Cass. 1re civ., 2 avril 2025, n° 23-12.384
COUR DE CASSATION
Arrêt
Rejet
PARTIES
Défendeur :
VRT (SARL)
COMPOSITION DE LA JURIDICTION
Président :
Mme Champalaune
Rapporteur :
M. Ancel
Avocats :
Me Balat, SARL Matuchansky, Poupot, Valdelièvre et Rameix
Avocat général :
M. Salomon
Faits et procédure
1. Selon l'arrêt attaqué (Paris, 20 janvier 2023), Mme [O] [W], a ouvert en 2010 à titre professionnel un compte Instagram accessible sur les réseaux depuis la plateforme de la société Meta platforms Ireland Limited (Meta Platforms). Les conditions générales d'utilisation de ce compte comprennent une clause attributive de juridiction au profit des tribunaux irlandais en cas de litige se rapportant à l'accès ou l'utilisation du service à des fins professionnelles ou commerciales. La société VRT, créée par Mme [W] dans le cadre de son activité professionnelle, exploite la marque « [O] en particulier ».
2. Invoquant le piratage du compte, Mme [W] et la société VRT ont introduit une action en indemnisation contre la société Meta platforms devant une juridiction française.

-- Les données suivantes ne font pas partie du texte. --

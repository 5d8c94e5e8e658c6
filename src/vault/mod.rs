//! The Obsidian vault: a read-optimized, regenerable view of project state.
//!
//! The vault is never authoritative. It is rebuilt from the YAML files,
//! each note is replaced atomically, and notes whose entity no longer exists
//! are pruned.

mod render;

use std::collections::HashSet;
use std::fs;
use std::path::{Path, PathBuf};

use chrono::Local;

pub use render::{
    render_global_dashboard, render_project, GuidanceDoc, GuidanceInput, GuidanceSource,
    VaultFile, NOTE_PREVIEW_CHARS,
};

use crate::config::{expand_home, ProjectConfig, WorkspaceConfig};
use crate::engine::Regenerator;
use crate::error::Error;
use crate::store::replace_file;
use crate::workspace::Workspace;

/// Folders under a project's vault directory that hold generated notes.
const GENERATED_DIRS: [&str; 5] = ["Sprints", "Stories", "Backlog", "Themes", "Guidance"];

pub const GLOBAL_DASHBOARD: &str = "Global Dashboard.md";

#[derive(Debug, thiserror::Error)]
pub enum VaultError {
    #[error(transparent)]
    Store(#[from] Error),

    #[error("vault I/O error on {}: {source}", .path.display())]
    Io {
        path: PathBuf,
        #[source]
        source: std::io::Error,
    },

    #[error("regeneration task failed: {0}")]
    Task(String),
}

impl VaultError {
    fn io(path: impl AsRef<Path>, source: std::io::Error) -> Self {
        Self::Io {
            path: path.as_ref().to_path_buf(),
            source,
        }
    }
}

/// Regenerates vault notes from the data root.
#[derive(Clone, Debug)]
pub struct VaultRegenerator {
    workspace: Workspace,
}

impl VaultRegenerator {
    pub fn new(workspace: Workspace) -> Self {
        Self { workspace }
    }

    /// Where `project`'s notes are written.
    pub fn project_dir(&self, config: &WorkspaceConfig, project: &str) -> PathBuf {
        self.workspace
            .vault_root(config)
            .join("projects")
            .join(project)
    }

    /// Render and write one project's notes. Returns how many were written.
    pub fn sync_project(
        &self,
        config: &WorkspaceConfig,
        project: &str,
        project_config: &ProjectConfig,
    ) -> Result<usize, VaultError> {
        let snapshot = self.workspace.load_snapshot(project)?;
        let guidance = self.collect_guidance(project, project_config);
        let generated_at = Local::now().format("%Y-%m-%d %H:%M").to_string();

        let files = render_project(project, &snapshot, &guidance, &generated_at);
        let target = self.project_dir(config, project);

        for dir in &GENERATED_DIRS[..4] {
            let path = target.join(dir);
            fs::create_dir_all(&path).map_err(|e| VaultError::io(&path, e))?;
        }

        let mut written = HashSet::with_capacity(files.len());
        for file in &files {
            let path = target.join(&file.path);
            if let Some(parent) = path.parent() {
                fs::create_dir_all(parent).map_err(|e| VaultError::io(parent, e))?;
            }
            replace_file(&path, file.contents.as_bytes())?;
            written.insert(path);
        }

        let pruned = prune(&target, &written)?;
        tracing::debug!(
            project,
            written = files.len(),
            pruned,
            sprints = snapshot.sprints.len(),
            backlog = snapshot.backlog.len(),
            "Rendered project notes"
        );
        Ok(files.len())
    }

    pub fn sync_global_dashboard(&self, config: &WorkspaceConfig) -> Result<(), VaultError> {
        let root = self.workspace.vault_root(config);
        fs::create_dir_all(&root).map_err(|e| VaultError::io(&root, e))?;

        let generated_at = Local::now().format("%Y-%m-%d %H:%M").to_string();
        let contents = render_global_dashboard(config, &generated_at);
        replace_file(&root.join(GLOBAL_DASHBOARD), contents.as_bytes())?;
        Ok(())
    }

    fn collect_guidance(&self, project: &str, config: &ProjectConfig) -> GuidanceInput {
        let inherit = config.guidance.inherited();
        let mut documents = Vec::new();

        let guidance_dir = self.workspace.guidance_dir();
        for name in &inherit {
            let path = guidance_dir.join(format!("{name}.md"));
            match fs::read_to_string(&path) {
                Ok(text) => documents.push(GuidanceDoc {
                    name: name.clone(),
                    source: GuidanceSource::Foundational,
                    text,
                }),
                Err(_) => tracing::warn!(project, guidance = %name, "Foundational guidance not found"),
            }
        }

        let repo = expand_home(&config.repo);
        for doc in config.guidance.project.iter().filter(|d| d.source == "repo") {
            let path = repo.join(&doc.path);
            match fs::read_to_string(&path) {
                Ok(text) => documents.push(GuidanceDoc {
                    name: doc.name.clone(),
                    source: GuidanceSource::Project,
                    text,
                }),
                Err(_) => tracing::warn!(
                    project,
                    guidance = %doc.name,
                    path = %path.display(),
                    "Project guidance not found"
                ),
            }
        }

        GuidanceInput {
            inherit,
            project: config.guidance.project.iter().map(|d| d.name.clone()).collect(),
            documents,
        }
    }
}

impl Regenerator for VaultRegenerator {
    fn regenerate(&self, project: &str) -> Result<(), VaultError> {
        let config = self.workspace.load_config()?;

        match config.projects.get(project) {
            Some(project_config) => {
                self.sync_project(&config, project, project_config)?;
            }
            None => tracing::debug!(project, "Project not registered, refreshing dashboard only"),
        }

        self.sync_global_dashboard(&config)
    }
}

/// Delete generated notes that were not part of this render.
fn prune(target: &Path, keep: &HashSet<PathBuf>) -> Result<usize, VaultError> {
    let mut removed = 0;
    for dir in GENERATED_DIRS {
        let dir = target.join(dir);
        let Ok(entries) = fs::read_dir(&dir) else {
            continue;
        };
        for entry in entries.flatten() {
            let path = entry.path();
            let is_note = path.extension().is_some_and(|ext| ext == "md");
            if is_note && !keep.contains(&path) {
                fs::remove_file(&path).map_err(|e| VaultError::io(&path, e))?;
                removed += 1;
            }
        }
    }
    Ok(removed)
}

3.La société Meta platforms a soulevé l'incompétence de la juridiction française.
Examen des moyens
Sur le premier moyen et les première et deuxième branches du second moyen
4. En application de l'article 1014, alinéa 2, du code de procédure civile, il n'y a pas lieu de statuer par une décision spécialement motivée sur ces griefs qui ne sont manifestement pas de nature à entraîner la cassation.
Sur le second moyen, pris en sa troisième branche
Enoncé du moyen
5. Mme [W] et la société VRT font grief à l'arrêt de déclarer le tribunal judiciaire de Paris incompétent et de renvoyer les parties à mieux se pourvoir, alors « qu'en vertu de l'article 1171 du code civil, « dans un contrat d'adhésion, toute clause non négociable, déterminée à l'avance par l'une des parties, qui crée un déséquilibre significatif entre les droits et obligations des parties au contrat est réputée non écrite » ; que cette règle de droit interne constitue une loi de police au sens de l'article 9.1 du règlement (CE) nº 593/2008 du Parlement européen et du Conseil du 17 juin 2008 sur la loi applicable aux obligations contractuelles (Rome I), qui concerne de surcroît en l'espèce directement la validité d'une clause attributive de compétence,
de sorte qu'il appartient au juge français d'apprécier la légalité de cette clause au regard de cette règle et d'apprécier en conséquence si la clause attributive de compétence n'introduit pas un déséquilibre significatif entre les droits et obligations des parties ; qu'en jugeant le contraire, la cour d'appel a violé les textes susvisés. »
Réponse de la Cour
6. L'article 1.2 du règlement (CE) n° 593/2008 du Parlement européen et du Conseil du 17 juin 2008, sur la loi applicable aux obligations contractuelles (Rome I), dispose :
« 2. Sont exclus du champ d'application du présent règlement : (...)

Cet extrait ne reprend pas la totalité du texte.